In another corner, two young men started arguing – the cause simply because one stood blocking the other’s view. It didn’t take long: a punch swung out, an energy drink can flew straight into a third person’s face. No one intervened. People around immediately raised their phones, as if someone had signaled for action. A girl exclaimed:


“This scene is cool! I’m captioning it: ‘Hell through the eyes of a survivor!'”
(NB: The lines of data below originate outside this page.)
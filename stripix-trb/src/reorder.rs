//! Multiplexer channel ordering for streamed boards.
//!
//! A streamed board carries 10 ADC lanes of 128 samples each. On the wire
//! the lanes are interleaved sample by sample, lanes swapped in pairs: wire
//! index `ch * 10 + p` holds channel `ch` of lane `ADC_ORDER[p]`.

/// Lane visited at each position of one multiplexer cycle.
pub const ADC_ORDER: [usize; ADC_LANES] = [1, 0, 3, 2, 5, 4, 7, 6, 9, 8];

/// Number of ADC lanes per board.
pub const ADC_LANES: usize = 10;

/// Samples per ADC lane.
pub const LANE_SAMPLES: usize = 128;

/// Samples in one complete board readout.
pub const BOARD_SAMPLES: usize = ADC_LANES * LANE_SAMPLES;

/// Maps wire order to detector channel order.
///
/// Returns `None` unless `wire` holds exactly [`BOARD_SAMPLES`] samples.
#[must_use]
pub fn reorder<T: Copy + Default>(wire: &[T]) -> Option<Vec<T>> {
    if wire.len() != BOARD_SAMPLES {
        return None;
    }
    let mut out = vec![T::default(); BOARD_SAMPLES];
    for (j, &sample) in wire.iter().enumerate() {
        let ch = j / ADC_LANES;
        let position = j % ADC_LANES;
        out[ADC_ORDER[position] * LANE_SAMPLES + ch] = sample;
    }
    Some(out)
}

/// Maps detector channel order back to wire order.
///
/// Returns `None` unless `detector` holds exactly [`BOARD_SAMPLES`] samples.
#[must_use]
pub fn inverse_reorder<T: Copy + Default>(detector: &[T]) -> Option<Vec<T>> {
    if detector.len() != BOARD_SAMPLES {
        return None;
    }
    let mut out = vec![T::default(); BOARD_SAMPLES];
    for (j, slot) in out.iter_mut().enumerate() {
        let ch = j / ADC_LANES;
        let position = j % ADC_LANES;
        *slot = detector[ADC_ORDER[position] * LANE_SAMPLES + ch];
    }
    Some(out)
}

#[cfg(test)]
mod tests {
    use super::*;

    #[test]
    fn test_first_cycle_lands_in_swapped_lanes() {
        let wire: Vec<u32> = (0..BOARD_SAMPLES as u32).collect();
        let out = reorder(&wire).unwrap();
        // wire 0 is lane 1 channel 0, wire 1 is lane 0 channel 0
        assert_eq!(out[128], 0);
        assert_eq!(out[0], 1);
        assert_eq!(out[3 * 128], 2);
        // wire 10 starts channel 1
        assert_eq!(out[128 + 1], 10);
    }

    #[test]
    fn test_round_trip() {
        let wire: Vec<u32> = (0..BOARD_SAMPLES as u32).map(|v| v * 7 + 3).collect();
        let detector = reorder(&wire).unwrap();
        assert_ne!(detector, wire);
        assert_eq!(inverse_reorder(&detector).unwrap(), wire);
    }

    #[test]
    fn test_reorder_is_a_permutation() {
        let wire: Vec<u32> = (0..BOARD_SAMPLES as u32).collect();
        let mut detector = reorder(&wire).unwrap();
        detector.sort_unstable();
        assert_eq!(detector, wire);
    }

    #[test]
    fn test_wrong_length_rejected() {
        assert!(reorder(&[0u16; 640]).is_none());
        assert!(inverse_reorder(&[0u16; 1281]).is_none());
    }
}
I wasn’t filming. Wasn’t taking photos. My voice recorder was still on in my jacket pocket. But I no longer paid attention. What I was witnessing… was no longer something that could be described in a news report.

On stage, the technical crew began to dim the floor lights. The sound gradually shifted from electronic drums to a long, deep resonant hum, like a gong echoing in a cave. A temporary pause. Then the lights flared.

The main band emerged.

The lead singer wore a long, ash-grey robe, covered in chains and metallic scales, walking barefoot on the damp floor. His hair was gelled straight up, dyed three colors like demonic scales, with red tattoos drawn along both temples down to his neck. He didn’t greet, didn’t introduce himself. He just raised the microphone… and let out a long, inarticulate scream.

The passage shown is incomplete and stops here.